10:02 am on Apr 15, 2006 (gmt 0)

WebmasterWorld Senior Member 10+ Year Member



My understanding of "Web 2.0" (though I may be wrong) is that it is simply a term being bandied about by nerds geeks and marketeers for a collection of technologies.

Kaled.

spyder_tek

6:42 am on Apr 18, 2006 (gmt 0)

10+ Year Member



So, if my pages use the XHTML strict doctype declaration, should I switch over to HTML 4.01 strict?

2by4

7:34 am on Apr 18, 2006 (gmt 0)

WebmasterWorld Senior Member 10+ Year Member Top Contributors Of The Month



It's your decision, if you are serving xhtml 1.0 strict as mimetype text/html, then it's not really correct, it's just tag soup html for most browsers out there.

If they do not validate as zero error then there is zero reason to call them xhtml.
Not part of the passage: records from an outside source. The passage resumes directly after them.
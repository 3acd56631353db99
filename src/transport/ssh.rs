//! SSH transport implementation
//!
//! Provides SSH-2 protocol support with:
//! - Password, public key and agent authentication
//! - Interactive shell channel with a PTY
//! - Single command execution

use super::{config_from_fields, is_timeout, Transport, TransportError, TransportKind, TransportStats};
use crate::config::SessionSettings;
use bytes::Bytes;
use serde::{Deserialize, Serialize};
use std::io::{Read, Write};
use std::net::{TcpStream, ToSocketAddrs};
use std::path::PathBuf;
use std::time::{Duration, Instant};

/// SSH authentication method
#[derive(Debug, Clone, PartialEq, Eq)]
pub enum SshAuth {
    /// Password authentication
    Password(String),
    /// Public key authentication
    PublicKey {
        /// Path to private key file
        private_key: PathBuf,
        /// Optional passphrase for encrypted keys
        passphrase: Option<String>,
    },
    /// SSH agent authentication
    Agent,
}

/// SSH connection configuration
#[derive(Debug, Clone, PartialEq, Serialize, Deserialize)]
#[serde(default)]
pub struct SshConfig {
    /// Hostname or IP address
    #[serde(alias = "hostname")]
    pub host: String,
    /// Port (default: 22)
    pub port: u16,
    /// Username
    pub username: String,
    /// Password; agent authentication when neither this nor `key_file` is set
    pub password: Option<String>,
    /// Private key file
    pub key_file: Option<PathBuf>,
    /// Passphrase for `key_file`
    pub passphrase: Option<String>,
    /// Connect and read timeout in seconds
    pub timeout: f64,
    /// Request PTY for shell
    pub request_pty: bool,
    /// Terminal type for PTY
    pub term_type: String,
    /// Terminal width
    pub term_width: u32,
    /// Terminal height
    pub term_height: u32,
}

impl SshConfig {
    /// Create a new SSH configuration with defaults
    pub fn new(host: &str, username: &str) -> Self {
        Self {
            host: host.to_string(),
            port: 22,
            username: username.to_string(),
            password: None,
            key_file: None,
            passphrase: None,
            timeout: 10.0,
            request_pty: true,
            term_type: "xterm".to_string(),
            term_width: 80,
            term_height: 24,
        }
    }

    /// Set port
    #[must_use]
    pub fn port(mut self, port: u16) -> Self {
        self.port = port;
        self
    }

    /// Set password authentication
    #[must_use]
    pub fn password(mut self, password: &str) -> Self {
        self.password = Some(password.to_string());
        self
    }

    /// Set public key authentication
    #[must_use]
    pub fn private_key(mut self, path: PathBuf, passphrase: Option<String>) -> Self {
        self.key_file = Some(path);
        self.passphrase = passphrase;
        self
    }

    /// Authentication method implied by the configured fields.
    /// A key file wins over a password.
    pub fn auth(&self) -> SshAuth {
        match (&self.key_file, &self.password) {
            (Some(key), _) => SshAuth::PublicKey {
                private_key: key.clone(),
                passphrase: self.passphrase.clone(),
            },
            (None, Some(password)) => SshAuth::Password(password.clone()),
            (None, None) => SshAuth::Agent,
        }
    }
}

impl Default for SshConfig {
    fn default() -> Self {
        Self::new("192.168.1.83", "user")
    }
}

/// SSH transport using ssh2 crate (libssh2 bindings)
pub struct SshTransport {
    config: SshConfig,
    session: Option<ssh2::Session>,
    channel: Option<ssh2::Channel>,
    stats: TransportStats,
    connected_at: Option<Instant>,
}

fn ssh_failure(context: &str, err: &ssh2::Error) -> TransportError {
    TransportError::ConnectionFailed(format!("{context}: {err}"))
}

impl SshTransport {
    /// Create a new SSH transport
    pub fn new(config: SshConfig) -> Result<Self, TransportError> {
        if config.username.is_empty() {
            return Err(TransportError::InvalidConfiguration("username is empty".to_string()));
        }
        if !config.timeout.is_finite() || config.timeout <= 0.0 {
            return Err(TransportError::InvalidConfiguration(format!(
                "timeout must be a positive number of seconds, got {}",
                config.timeout
            )));
        }
        Ok(Self {
            config,
            session: None,
            channel: None,
            stats: TransportStats::default(),
            connected_at: None,
        })
    }

    /// Build from model fields
    pub fn from_fields(
        fields: &serde_yaml::Mapping,
        _session: &SessionSettings,
    ) -> Result<Self, TransportError> {
        Self::new(config_from_fields(TransportKind::Ssh, fields)?)
    }

    /// Configuration in use
    pub fn config(&self) -> &SshConfig {
        &self.config
    }

    /// Authenticate with the configured method
    fn authenticate(&self, session: &ssh2::Session) -> Result<(), TransportError> {
        let username = &self.config.username;
        match self.config.auth() {
            SshAuth::Password(password) => {
                session
                    .userauth_password(username, &password)
                    .map_err(|e| ssh_failure("Password auth failed", &e))?;
            }
            SshAuth::PublicKey { private_key, passphrase } => {
                session
                    .userauth_pubkey_file(username, None, &private_key, passphrase.as_deref())
                    .map_err(|e| ssh_failure("Key auth failed", &e))?;
            }
            SshAuth::Agent => {
                let mut agent = session.agent().map_err(|e| ssh_failure("Agent connect failed", &e))?;
                agent.connect().map_err(|e| ssh_failure("Agent connect failed", &e))?;
                agent
                    .list_identities()
                    .map_err(|e| ssh_failure("Agent list failed", &e))?;

                let identities = agent.identities().unwrap_or_default();
                let authenticated = identities
                    .iter()
                    .any(|identity| agent.userauth(username, identity).is_ok());

                if !authenticated {
                    return Err(TransportError::ConnectionFailed(
                        "No valid agent identity".to_string(),
                    ));
                }
            }
        }

        if !session.authenticated() {
            return Err(TransportError::ConnectionFailed("Authentication failed".to_string()));
        }
        Ok(())
    }

    /// Open a shell channel with PTY
    fn open_shell(&self, session: &ssh2::Session) -> Result<ssh2::Channel, TransportError> {
        let mut channel = session
            .channel_session()
            .map_err(|e| ssh_failure("Channel open failed", &e))?;

        if self.config.request_pty {
            channel
                .request_pty(
                    &self.config.term_type,
                    None,
                    Some((self.config.term_width, self.config.term_height, 0, 0)),
                )
                .map_err(|e| ssh_failure("PTY request failed", &e))?;
        }

        channel.shell().map_err(|e| ssh_failure("Shell request failed", &e))?;
        Ok(channel)
    }

    fn close(&mut self) {
        if let Some(mut channel) = self.channel.take() {
            let _ = channel.close();
            let _ = channel.wait_close();
        }
        if let Some(session) = self.session.take() {
            let _ = session.disconnect(None, "User disconnect", None);
        }
        self.connected_at = None;
    }

    fn fail(&mut self, err: std::io::Error) -> TransportError {
        self.stats.record_error();
        self.close();
        TransportError::IoError(err)
    }

    /// Execute a single command on a fresh channel and return its output
    pub fn exec(&mut self, command: &str) -> Result<String, TransportError> {
        let session = self.session.as_ref().ok_or(TransportError::NotConnected)?;

        let mut channel = session
            .channel_session()
            .map_err(|e| ssh_failure("Channel open failed", &e))?;
        channel
            .exec(command)
            .map_err(|e| TransportError::SendError(format!("Exec failed: {e}")))?;

        let mut output = String::new();
        channel.read_to_string(&mut output)?;
        channel
            .wait_close()
            .map_err(|e| TransportError::ReceiveError(e.to_string()))?;

        tracing::debug!(command, exit_status = ?channel.exit_status().ok(), "Command finished");
        Ok(output)
    }

    /// Resize the PTY
    pub fn resize_pty(&mut self, width: u32, height: u32) -> Result<(), TransportError> {
        if let Some(channel) = self.channel.as_mut() {
            channel
                .request_pty_size(width, height, None, None)
                .map_err(|e| TransportError::SendError(format!("PTY resize failed: {e}")))?;
        }
        self.config.term_width = width;
        self.config.term_height = height;
        Ok(())
    }
}

impl Transport for SshTransport {
    fn kind(&self) -> TransportKind {
        TransportKind::Ssh
    }

    fn connect(&mut self) -> Result<(), TransportError> {
        if self.is_connected() {
            return Ok(());
        }

        let timeout = Duration::from_secs_f64(self.config.timeout);
        let addr = (self.config.host.as_str(), self.config.port)
            .to_socket_addrs()
            .map_err(|e| TransportError::ConnectionFailed(e.to_string()))?
            .next()
            .ok_or_else(|| {
                TransportError::ConnectionFailed(format!("No address for {}", self.config.host))
            })?;

        let tcp = TcpStream::connect_timeout(&addr, timeout).map_err(|e| match e.kind() {
            std::io::ErrorKind::TimedOut => TransportError::Timeout(timeout),
            _ => TransportError::ConnectionFailed(e.to_string()),
        })?;

        let mut session = ssh2::Session::new().map_err(|e| ssh_failure("Session init failed", &e))?;
        session.set_timeout(u32::try_from(timeout.as_millis()).unwrap_or(u32::MAX));
        session.set_tcp_stream(tcp);
        session
            .handshake()
            .map_err(|e| ssh_failure("SSH handshake failed", &e))?;

        self.authenticate(&session)?;
        let channel = self.open_shell(&session)?;

        self.session = Some(session);
        self.channel = Some(channel);
        self.connected_at = Some(Instant::now());
        self.stats = TransportStats::default();
        Ok(())
    }

    fn disconnect(&mut self) -> Result<(), TransportError> {
        if !self.is_connected() {
            return Err(TransportError::NotConnected);
        }
        self.close();
        Ok(())
    }

    fn is_connected(&self) -> bool {
        self.session.is_some() && self.channel.is_some()
    }

    fn read(&mut self) -> Result<Bytes, TransportError> {
        let channel = self.channel.as_mut().ok_or(TransportError::NotConnected)?;
        let mut buffer = vec![0u8; 4096];

        match channel.read(&mut buffer) {
            Ok(0) => {
                if channel.eof() {
                    self.close();
                    Err(TransportError::Disconnected)
                } else {
                    Ok(Bytes::new())
                }
            }
            Ok(n) => {
                buffer.truncate(n);
                self.stats.record_received(n);
                Ok(Bytes::from(buffer))
            }
            Err(ref e) if is_timeout(e) => Ok(Bytes::new()),
            Err(e) => Err(self.fail(e)),
        }
    }

    fn write(&mut self, data: &[u8]) -> Result<usize, TransportError> {
        let channel = self.channel.as_mut().ok_or(TransportError::NotConnected)?;
        match channel.write_all(data).and_then(|()| channel.flush()) {
            Ok(()) => {
                self.stats.record_sent(data.len());
                Ok(data.len())
            }
            Err(e) => Err(self.fail(e)),
        }
    }

    fn connection_info(&self) -> String {
        format!(
            "ssh://{}@{}:{}",
            self.config.username, self.config.host, self.config.port
        )
    }

    fn stats(&self) -> TransportStats {
        self.stats.snapshot(self.connected_at)
    }
}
You should have the quality of your code match the doctype, if your xhtml has many errors, then there is literally no reason to be using that.

graeme_p

9:12 am on Apr 18, 2006 (gmt 0)

WebmasterWorld Senior Member 10+ Year Member Top Contributors Of The Month



if you are serving xhtml 1.0 strict as mimetype text/html, then it's not really correct, it's just tag soup html for most browsers out there.

What about xhtml transitional as text/html? I was under the impression that is OK. If I am wrong please correct me.

knighty

3:44 pm on Apr 18, 2006 (gmt 0)

WebmasterWorld Senior Member 10+ Year Member




Yes - using XHTML transitional and serving it as text is fine, dont get drawn into the panic of going back to HTML 4.